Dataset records
== Segment start ==
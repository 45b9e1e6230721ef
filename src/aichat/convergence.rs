//! Early-stop scoring for discussion rounds.

use std::collections::HashSet;

/// Scores how much a round's responses agree, in `0.0..=1.0`.
pub trait ConvergenceEvaluator: Send + Sync {
    fn score(&self, responses: &[&str]) -> f32;
}

/// Lexical overlap of the first two responses.
///
/// Each response is split on whitespace into a token set and the score is
/// `|A ∩ B| / min(|A|, |B|)`. Fewer than two responses, or an empty token set on either side,
/// scores `0.0`. Responses past the second are ignored.
///
/// This is a cheap word-overlap heuristic, not semantic similarity: two answers that agree
/// in different words score low, and a short answer that is a subset of a long one scores 1.0.
///
/// ```
/// use aichat::convergence::{ConvergenceEvaluator, LexicalOverlap};
///
/// let score = LexicalOverlap.score(&["a b c", "a b d"]);
/// assert!((score - 2.0 / 3.0).abs() < 1e-6);
/// ```
#[derive(Debug, Clone, Copy, Default)]
pub struct LexicalOverlap;

impl ConvergenceEvaluator for LexicalOverlap {
    fn score(&self, responses: &[&str]) -> f32 {
        if responses.len() < 2 {
            return 0.0;
        }

        let first: HashSet<&str> = responses[0].split_whitespace().collect();
        let second: HashSet<&str> = responses[1].split_whitespace().collect();

        let smaller = first.len().min(second.len());
        if smaller == 0 {
            return 0.0;
        }

        first.intersection(&second).count() as f32 / smaller as f32
    }
}

#[cfg(test)]
mod tests {
    use super::*;

    #[test]
    fn partial_overlap() {
        let score = LexicalOverlap.score(&["a b c", "a b d"]);
        assert!((score - 0.6667).abs() < 1e-3);
    }

    #[test]
    fn identical_responses_score_one() {
        assert_eq!(LexicalOverlap.score(&["x y", "x y"]), 1.0);
    }

    #[test]
    fn single_response_scores_zero() {
        assert_eq!(LexicalOverlap.score(&["only one response"]), 0.0);
        assert_eq!(LexicalOverlap.score(&[]), 0.0);
    }

    #[test]
    fn empty_token_set_scores_zero() {
        assert_eq!(LexicalOverlap.score(&["   ", "a b"]), 0.0);
        assert_eq!(LexicalOverlap.score(&["", ""]), 0.0);
    }

    #[test]
    fn only_first_two_responses_count() {
        assert_eq!(LexicalOverlap.score(&["p q", "p q", "z"]), 1.0);
    }

    #[test]
    fn duplicate_tokens_collapse_into_sets() {
        // {a} vs {a, b}: 1 / min(1, 2)
        assert_eq!(LexicalOverlap.score(&["a a a", "a b"]), 1.0);
    }
}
== Segment end ==
## [EXERCISE GOAL]
Your answer must be a copy of every line in the data above that holds the string "HashSet".

## [EXERCISE ANSWER]
use std::collections::HashSet;
        let first: HashSet<&str> = responses[0].split_whitespace().collect();
        let second: HashSet<&str> = responses[1].split_whitespace().collect();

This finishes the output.